YOUR TASK
Reply only with how many lines below contain "PgPoolOptions".

Collected data

◆ ◆ ◆ ◆ ◆ ◆ ◆

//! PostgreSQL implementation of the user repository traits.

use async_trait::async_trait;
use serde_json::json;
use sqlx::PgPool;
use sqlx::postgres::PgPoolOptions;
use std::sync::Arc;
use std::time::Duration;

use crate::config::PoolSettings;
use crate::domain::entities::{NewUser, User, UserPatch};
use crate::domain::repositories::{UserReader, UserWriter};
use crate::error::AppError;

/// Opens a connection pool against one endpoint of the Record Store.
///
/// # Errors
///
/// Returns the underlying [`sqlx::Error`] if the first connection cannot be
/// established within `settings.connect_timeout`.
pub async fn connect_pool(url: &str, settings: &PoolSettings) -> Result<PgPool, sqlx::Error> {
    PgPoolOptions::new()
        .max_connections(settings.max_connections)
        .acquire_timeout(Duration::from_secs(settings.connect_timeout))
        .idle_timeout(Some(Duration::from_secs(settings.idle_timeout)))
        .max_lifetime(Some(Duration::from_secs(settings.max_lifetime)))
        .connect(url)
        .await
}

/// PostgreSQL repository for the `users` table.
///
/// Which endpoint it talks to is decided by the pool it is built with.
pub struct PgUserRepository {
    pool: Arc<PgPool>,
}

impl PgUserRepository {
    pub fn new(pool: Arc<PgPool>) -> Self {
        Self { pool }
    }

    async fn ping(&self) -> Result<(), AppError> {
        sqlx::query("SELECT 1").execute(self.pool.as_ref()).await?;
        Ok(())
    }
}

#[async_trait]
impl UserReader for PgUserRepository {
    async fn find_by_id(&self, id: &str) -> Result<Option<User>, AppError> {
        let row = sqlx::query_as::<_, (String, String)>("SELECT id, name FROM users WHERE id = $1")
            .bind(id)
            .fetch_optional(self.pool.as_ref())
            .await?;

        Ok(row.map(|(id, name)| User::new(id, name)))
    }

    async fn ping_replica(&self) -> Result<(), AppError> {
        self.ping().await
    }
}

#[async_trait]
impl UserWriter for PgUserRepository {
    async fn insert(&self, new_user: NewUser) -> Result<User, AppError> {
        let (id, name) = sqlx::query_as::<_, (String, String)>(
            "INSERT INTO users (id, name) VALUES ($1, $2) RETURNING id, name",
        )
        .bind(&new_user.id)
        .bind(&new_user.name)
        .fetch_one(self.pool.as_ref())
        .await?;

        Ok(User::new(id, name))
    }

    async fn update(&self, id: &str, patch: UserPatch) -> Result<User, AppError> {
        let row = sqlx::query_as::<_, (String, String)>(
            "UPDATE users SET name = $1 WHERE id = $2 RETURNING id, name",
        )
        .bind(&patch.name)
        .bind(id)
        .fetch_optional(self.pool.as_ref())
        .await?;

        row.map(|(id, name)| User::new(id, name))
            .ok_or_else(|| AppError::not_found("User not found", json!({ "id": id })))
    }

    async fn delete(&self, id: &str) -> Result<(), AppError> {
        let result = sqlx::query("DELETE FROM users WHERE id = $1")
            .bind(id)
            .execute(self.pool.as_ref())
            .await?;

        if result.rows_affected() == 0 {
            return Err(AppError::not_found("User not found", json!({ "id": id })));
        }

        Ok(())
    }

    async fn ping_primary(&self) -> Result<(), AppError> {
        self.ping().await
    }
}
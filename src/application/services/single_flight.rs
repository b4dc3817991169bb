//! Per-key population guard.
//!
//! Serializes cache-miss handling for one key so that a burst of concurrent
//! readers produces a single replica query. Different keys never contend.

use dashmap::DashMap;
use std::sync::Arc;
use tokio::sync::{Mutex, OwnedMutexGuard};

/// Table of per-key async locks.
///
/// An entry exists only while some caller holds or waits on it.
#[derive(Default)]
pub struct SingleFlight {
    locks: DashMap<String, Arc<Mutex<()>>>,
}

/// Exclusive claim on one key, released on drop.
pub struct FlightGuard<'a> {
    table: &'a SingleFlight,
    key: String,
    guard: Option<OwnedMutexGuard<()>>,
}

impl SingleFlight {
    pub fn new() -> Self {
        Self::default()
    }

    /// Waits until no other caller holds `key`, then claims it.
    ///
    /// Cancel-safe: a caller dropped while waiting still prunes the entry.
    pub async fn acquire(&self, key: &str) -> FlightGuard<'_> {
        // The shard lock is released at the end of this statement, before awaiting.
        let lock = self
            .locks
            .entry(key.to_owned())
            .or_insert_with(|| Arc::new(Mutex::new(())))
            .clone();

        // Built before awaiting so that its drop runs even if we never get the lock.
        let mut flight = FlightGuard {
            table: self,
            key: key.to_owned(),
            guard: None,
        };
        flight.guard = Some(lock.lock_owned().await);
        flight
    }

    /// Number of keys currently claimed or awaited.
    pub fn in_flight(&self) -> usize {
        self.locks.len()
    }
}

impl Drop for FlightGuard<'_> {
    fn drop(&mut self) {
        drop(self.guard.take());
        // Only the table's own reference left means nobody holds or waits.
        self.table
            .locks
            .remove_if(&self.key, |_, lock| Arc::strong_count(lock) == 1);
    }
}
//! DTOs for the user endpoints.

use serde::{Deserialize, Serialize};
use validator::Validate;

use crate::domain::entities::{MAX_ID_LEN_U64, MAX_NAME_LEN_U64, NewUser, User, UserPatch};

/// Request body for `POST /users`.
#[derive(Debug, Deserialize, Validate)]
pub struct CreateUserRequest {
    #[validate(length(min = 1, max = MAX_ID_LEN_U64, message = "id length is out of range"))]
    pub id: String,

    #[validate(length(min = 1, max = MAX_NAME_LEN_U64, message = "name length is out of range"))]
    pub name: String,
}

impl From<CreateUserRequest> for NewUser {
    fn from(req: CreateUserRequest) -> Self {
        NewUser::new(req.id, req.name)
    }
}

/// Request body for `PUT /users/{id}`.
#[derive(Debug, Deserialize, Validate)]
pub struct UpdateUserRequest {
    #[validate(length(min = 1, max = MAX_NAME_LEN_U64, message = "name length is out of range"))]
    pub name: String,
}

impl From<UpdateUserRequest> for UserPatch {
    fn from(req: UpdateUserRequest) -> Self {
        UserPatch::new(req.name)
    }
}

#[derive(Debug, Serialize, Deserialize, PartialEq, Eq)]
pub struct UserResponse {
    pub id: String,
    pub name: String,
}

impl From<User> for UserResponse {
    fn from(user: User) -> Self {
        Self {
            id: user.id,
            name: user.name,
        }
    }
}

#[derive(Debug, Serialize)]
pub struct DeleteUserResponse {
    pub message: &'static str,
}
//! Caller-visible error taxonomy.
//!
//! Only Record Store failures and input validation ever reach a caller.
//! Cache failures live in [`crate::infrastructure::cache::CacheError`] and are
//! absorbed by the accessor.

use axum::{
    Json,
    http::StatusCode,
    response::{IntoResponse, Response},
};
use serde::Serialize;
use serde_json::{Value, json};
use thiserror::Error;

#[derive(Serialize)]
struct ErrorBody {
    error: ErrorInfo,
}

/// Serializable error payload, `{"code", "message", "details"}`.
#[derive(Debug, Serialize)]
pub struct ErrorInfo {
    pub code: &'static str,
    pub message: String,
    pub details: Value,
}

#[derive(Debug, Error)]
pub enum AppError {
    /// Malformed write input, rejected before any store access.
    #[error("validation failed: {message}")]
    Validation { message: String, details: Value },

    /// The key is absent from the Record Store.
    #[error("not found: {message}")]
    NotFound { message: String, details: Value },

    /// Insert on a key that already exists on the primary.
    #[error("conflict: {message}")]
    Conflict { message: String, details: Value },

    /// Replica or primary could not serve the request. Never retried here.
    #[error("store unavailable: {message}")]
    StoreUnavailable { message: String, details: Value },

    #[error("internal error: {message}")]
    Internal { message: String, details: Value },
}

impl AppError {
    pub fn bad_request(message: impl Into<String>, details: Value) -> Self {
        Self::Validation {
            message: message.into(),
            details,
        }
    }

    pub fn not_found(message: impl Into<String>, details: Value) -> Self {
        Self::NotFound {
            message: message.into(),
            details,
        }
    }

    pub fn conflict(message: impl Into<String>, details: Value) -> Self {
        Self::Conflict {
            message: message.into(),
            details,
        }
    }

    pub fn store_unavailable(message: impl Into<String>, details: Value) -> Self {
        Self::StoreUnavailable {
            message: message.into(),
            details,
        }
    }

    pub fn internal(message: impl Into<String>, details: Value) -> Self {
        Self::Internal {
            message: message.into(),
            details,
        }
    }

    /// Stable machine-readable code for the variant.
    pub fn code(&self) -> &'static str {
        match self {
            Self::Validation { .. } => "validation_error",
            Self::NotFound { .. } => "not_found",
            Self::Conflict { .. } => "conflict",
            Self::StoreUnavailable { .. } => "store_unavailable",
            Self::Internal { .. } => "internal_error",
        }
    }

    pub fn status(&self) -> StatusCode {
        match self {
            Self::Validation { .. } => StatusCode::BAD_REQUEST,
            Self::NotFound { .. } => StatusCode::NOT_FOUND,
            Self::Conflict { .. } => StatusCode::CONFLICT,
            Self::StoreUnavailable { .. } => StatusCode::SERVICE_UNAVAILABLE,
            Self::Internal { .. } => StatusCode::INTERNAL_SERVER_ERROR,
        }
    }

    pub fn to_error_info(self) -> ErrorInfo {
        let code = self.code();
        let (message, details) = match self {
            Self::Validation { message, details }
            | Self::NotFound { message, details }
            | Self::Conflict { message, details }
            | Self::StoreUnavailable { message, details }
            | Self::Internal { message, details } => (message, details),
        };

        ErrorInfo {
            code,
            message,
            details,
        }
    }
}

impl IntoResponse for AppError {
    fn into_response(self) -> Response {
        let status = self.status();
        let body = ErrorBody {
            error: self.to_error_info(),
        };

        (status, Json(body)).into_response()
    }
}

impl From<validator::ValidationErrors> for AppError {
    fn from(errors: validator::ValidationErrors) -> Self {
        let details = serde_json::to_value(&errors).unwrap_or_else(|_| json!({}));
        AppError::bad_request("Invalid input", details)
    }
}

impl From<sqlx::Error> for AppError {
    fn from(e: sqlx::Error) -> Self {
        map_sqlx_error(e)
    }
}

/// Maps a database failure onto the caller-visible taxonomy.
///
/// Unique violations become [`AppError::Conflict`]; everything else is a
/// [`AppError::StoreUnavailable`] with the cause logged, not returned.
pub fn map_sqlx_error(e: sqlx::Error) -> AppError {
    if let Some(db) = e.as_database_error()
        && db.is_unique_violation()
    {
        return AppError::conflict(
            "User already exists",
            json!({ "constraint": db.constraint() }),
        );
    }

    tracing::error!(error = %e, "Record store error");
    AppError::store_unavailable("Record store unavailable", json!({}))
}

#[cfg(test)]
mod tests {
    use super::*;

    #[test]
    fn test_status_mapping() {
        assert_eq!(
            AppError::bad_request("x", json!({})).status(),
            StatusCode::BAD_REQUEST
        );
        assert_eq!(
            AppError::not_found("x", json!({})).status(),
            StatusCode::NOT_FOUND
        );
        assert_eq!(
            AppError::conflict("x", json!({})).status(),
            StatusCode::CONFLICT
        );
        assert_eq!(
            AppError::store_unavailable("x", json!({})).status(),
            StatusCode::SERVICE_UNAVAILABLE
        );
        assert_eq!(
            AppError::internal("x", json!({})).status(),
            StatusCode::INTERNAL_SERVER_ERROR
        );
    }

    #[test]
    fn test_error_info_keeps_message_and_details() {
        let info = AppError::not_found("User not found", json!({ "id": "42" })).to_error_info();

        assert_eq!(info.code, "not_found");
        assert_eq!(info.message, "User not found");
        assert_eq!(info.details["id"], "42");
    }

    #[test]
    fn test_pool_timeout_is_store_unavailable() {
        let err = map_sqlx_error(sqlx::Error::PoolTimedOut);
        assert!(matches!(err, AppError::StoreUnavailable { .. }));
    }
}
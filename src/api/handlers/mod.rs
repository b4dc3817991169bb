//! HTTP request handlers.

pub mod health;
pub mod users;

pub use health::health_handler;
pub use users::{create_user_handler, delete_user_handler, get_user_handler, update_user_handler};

◆ ◆ ◆ ◆ ◆ ◆ ◆

TASK ANSWER
2